REQUIRED WORK – What is the number of lines in these records that hold the word "unwrap"? Reply with that number alone.
☆ ☆ ☆
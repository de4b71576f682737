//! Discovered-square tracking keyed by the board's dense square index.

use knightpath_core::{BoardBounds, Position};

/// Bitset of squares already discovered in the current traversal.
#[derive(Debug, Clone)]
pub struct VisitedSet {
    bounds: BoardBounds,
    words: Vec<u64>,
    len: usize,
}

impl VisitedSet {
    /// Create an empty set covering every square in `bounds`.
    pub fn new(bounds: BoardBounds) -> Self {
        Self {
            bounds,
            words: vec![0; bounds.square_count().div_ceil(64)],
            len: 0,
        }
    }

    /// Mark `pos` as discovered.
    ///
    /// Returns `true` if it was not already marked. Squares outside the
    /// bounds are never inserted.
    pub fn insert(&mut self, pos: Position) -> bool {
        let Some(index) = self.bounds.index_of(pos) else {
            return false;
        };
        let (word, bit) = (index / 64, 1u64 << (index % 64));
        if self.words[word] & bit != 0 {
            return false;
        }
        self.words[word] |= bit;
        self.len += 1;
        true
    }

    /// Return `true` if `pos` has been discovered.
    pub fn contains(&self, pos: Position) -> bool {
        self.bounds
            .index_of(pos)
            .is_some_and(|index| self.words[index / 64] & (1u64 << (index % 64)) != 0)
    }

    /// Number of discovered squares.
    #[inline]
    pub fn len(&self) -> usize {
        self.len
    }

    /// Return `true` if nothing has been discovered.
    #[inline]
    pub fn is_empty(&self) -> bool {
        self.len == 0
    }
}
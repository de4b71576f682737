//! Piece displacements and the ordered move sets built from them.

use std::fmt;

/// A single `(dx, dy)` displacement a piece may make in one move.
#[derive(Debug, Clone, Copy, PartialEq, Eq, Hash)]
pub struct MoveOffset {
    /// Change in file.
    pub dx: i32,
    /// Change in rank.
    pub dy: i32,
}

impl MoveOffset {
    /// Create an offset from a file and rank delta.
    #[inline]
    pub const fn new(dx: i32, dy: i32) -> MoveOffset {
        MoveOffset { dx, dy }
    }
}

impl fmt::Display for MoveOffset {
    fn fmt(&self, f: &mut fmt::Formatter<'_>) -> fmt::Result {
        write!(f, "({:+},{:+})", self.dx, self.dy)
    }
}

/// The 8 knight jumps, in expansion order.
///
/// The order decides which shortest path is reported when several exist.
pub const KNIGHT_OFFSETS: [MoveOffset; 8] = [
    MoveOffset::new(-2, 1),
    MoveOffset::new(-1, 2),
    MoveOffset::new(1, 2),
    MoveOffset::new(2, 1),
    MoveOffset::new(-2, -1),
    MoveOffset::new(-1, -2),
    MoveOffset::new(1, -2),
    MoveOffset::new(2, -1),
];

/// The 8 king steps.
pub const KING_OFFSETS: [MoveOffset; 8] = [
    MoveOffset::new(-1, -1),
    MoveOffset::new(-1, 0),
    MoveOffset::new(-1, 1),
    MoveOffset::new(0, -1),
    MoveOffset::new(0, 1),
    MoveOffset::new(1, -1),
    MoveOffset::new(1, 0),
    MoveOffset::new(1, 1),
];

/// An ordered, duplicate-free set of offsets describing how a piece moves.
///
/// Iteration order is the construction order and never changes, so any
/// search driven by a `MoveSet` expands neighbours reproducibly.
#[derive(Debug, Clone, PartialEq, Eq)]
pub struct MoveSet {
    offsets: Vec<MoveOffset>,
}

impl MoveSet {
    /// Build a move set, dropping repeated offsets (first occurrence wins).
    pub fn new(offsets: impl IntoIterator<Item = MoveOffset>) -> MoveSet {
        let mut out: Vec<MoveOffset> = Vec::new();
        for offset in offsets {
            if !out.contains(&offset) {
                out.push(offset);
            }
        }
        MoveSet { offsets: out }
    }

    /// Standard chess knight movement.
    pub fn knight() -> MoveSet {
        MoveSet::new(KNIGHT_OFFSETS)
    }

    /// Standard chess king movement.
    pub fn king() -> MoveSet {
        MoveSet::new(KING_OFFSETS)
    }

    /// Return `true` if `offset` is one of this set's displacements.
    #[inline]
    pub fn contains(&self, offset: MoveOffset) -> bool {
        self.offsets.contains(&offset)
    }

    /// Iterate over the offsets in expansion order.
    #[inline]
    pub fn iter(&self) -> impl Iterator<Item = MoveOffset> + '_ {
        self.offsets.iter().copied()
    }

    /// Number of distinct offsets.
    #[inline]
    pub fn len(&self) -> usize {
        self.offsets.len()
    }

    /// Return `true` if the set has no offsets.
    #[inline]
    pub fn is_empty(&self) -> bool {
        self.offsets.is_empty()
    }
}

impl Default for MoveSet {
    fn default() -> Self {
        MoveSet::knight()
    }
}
☆ ☆ ☆
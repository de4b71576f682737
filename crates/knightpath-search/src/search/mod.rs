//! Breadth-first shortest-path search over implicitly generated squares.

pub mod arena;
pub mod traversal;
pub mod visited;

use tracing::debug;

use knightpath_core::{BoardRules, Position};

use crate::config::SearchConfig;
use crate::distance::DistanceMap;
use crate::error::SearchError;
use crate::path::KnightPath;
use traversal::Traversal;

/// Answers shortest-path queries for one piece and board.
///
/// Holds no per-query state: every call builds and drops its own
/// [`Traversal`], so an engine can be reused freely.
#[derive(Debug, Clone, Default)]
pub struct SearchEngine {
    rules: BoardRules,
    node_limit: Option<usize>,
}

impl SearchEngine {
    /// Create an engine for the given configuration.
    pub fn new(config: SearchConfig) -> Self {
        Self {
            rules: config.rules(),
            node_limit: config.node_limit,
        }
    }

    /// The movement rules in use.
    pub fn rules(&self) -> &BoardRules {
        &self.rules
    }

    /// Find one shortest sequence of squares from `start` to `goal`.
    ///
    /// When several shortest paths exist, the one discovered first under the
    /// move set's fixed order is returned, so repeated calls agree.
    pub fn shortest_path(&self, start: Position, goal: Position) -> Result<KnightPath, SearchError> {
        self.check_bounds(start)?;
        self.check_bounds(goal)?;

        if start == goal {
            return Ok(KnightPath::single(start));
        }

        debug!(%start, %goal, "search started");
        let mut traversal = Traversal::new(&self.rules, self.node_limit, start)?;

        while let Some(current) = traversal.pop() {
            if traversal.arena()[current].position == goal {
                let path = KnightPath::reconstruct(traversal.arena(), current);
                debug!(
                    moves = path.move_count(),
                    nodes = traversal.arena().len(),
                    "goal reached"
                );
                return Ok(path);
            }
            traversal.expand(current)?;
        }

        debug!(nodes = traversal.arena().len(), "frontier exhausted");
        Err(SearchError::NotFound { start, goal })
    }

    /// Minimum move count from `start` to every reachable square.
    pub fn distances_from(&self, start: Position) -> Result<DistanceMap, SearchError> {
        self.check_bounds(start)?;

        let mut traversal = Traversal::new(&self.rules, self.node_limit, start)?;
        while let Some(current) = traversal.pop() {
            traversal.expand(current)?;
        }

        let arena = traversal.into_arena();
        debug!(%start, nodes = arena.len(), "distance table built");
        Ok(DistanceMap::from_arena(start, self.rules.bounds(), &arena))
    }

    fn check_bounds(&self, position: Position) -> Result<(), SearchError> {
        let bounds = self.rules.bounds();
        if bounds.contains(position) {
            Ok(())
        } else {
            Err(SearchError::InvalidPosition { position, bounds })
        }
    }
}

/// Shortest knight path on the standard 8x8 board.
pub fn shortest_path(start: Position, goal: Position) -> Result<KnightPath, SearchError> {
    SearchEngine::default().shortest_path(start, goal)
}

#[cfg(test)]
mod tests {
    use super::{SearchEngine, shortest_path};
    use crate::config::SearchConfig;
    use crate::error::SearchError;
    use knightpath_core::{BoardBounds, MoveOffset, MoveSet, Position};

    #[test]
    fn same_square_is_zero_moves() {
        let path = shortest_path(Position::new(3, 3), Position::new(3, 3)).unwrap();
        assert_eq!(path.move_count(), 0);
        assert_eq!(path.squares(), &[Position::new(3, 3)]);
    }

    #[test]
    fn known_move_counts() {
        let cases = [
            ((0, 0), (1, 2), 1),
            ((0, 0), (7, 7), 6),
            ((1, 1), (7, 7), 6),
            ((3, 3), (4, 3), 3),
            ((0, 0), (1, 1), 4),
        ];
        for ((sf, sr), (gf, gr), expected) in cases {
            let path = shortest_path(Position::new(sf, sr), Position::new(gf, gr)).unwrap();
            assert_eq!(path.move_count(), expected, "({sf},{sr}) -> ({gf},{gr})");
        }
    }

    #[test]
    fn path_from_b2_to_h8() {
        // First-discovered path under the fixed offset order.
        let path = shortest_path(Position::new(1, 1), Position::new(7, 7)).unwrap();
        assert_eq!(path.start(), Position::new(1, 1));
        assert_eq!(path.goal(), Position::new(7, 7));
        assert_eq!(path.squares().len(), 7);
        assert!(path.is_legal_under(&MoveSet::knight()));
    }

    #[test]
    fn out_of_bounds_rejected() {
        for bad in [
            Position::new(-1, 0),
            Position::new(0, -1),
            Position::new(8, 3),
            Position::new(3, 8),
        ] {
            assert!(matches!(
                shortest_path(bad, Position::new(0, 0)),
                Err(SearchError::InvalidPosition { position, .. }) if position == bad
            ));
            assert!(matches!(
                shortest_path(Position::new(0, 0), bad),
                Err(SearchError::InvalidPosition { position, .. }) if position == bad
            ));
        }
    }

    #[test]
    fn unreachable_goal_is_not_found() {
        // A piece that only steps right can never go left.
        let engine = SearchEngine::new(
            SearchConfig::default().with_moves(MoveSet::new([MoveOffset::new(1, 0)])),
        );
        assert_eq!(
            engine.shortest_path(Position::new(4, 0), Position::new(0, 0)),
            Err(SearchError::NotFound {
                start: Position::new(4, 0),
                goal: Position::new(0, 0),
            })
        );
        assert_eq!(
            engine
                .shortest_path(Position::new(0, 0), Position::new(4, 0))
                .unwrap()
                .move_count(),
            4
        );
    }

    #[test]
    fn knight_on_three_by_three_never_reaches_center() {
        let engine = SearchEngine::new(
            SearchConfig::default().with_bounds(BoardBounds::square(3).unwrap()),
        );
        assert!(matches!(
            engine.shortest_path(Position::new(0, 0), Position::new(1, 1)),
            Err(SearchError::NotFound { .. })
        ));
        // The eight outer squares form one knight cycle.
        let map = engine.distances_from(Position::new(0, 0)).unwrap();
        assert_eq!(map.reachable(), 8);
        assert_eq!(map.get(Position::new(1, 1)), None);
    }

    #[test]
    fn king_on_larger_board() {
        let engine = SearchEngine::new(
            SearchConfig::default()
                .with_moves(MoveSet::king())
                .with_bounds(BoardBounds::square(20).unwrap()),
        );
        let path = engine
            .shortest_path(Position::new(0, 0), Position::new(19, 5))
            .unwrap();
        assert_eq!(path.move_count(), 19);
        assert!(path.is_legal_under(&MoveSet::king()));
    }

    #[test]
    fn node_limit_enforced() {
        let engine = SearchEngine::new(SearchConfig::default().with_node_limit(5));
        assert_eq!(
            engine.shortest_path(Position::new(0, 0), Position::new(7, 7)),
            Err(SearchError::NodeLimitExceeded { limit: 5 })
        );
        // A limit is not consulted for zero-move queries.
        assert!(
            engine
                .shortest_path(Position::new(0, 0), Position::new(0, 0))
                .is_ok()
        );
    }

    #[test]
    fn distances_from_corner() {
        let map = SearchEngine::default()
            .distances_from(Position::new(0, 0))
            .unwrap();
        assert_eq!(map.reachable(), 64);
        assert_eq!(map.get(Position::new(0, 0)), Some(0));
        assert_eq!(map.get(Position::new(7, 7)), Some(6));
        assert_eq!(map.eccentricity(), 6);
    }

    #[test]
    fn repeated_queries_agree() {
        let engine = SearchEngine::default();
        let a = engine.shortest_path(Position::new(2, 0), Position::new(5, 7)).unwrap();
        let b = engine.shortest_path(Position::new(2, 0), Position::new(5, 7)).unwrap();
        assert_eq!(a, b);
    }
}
☆ ☆ ☆
WRITTEN SOLUTION – 11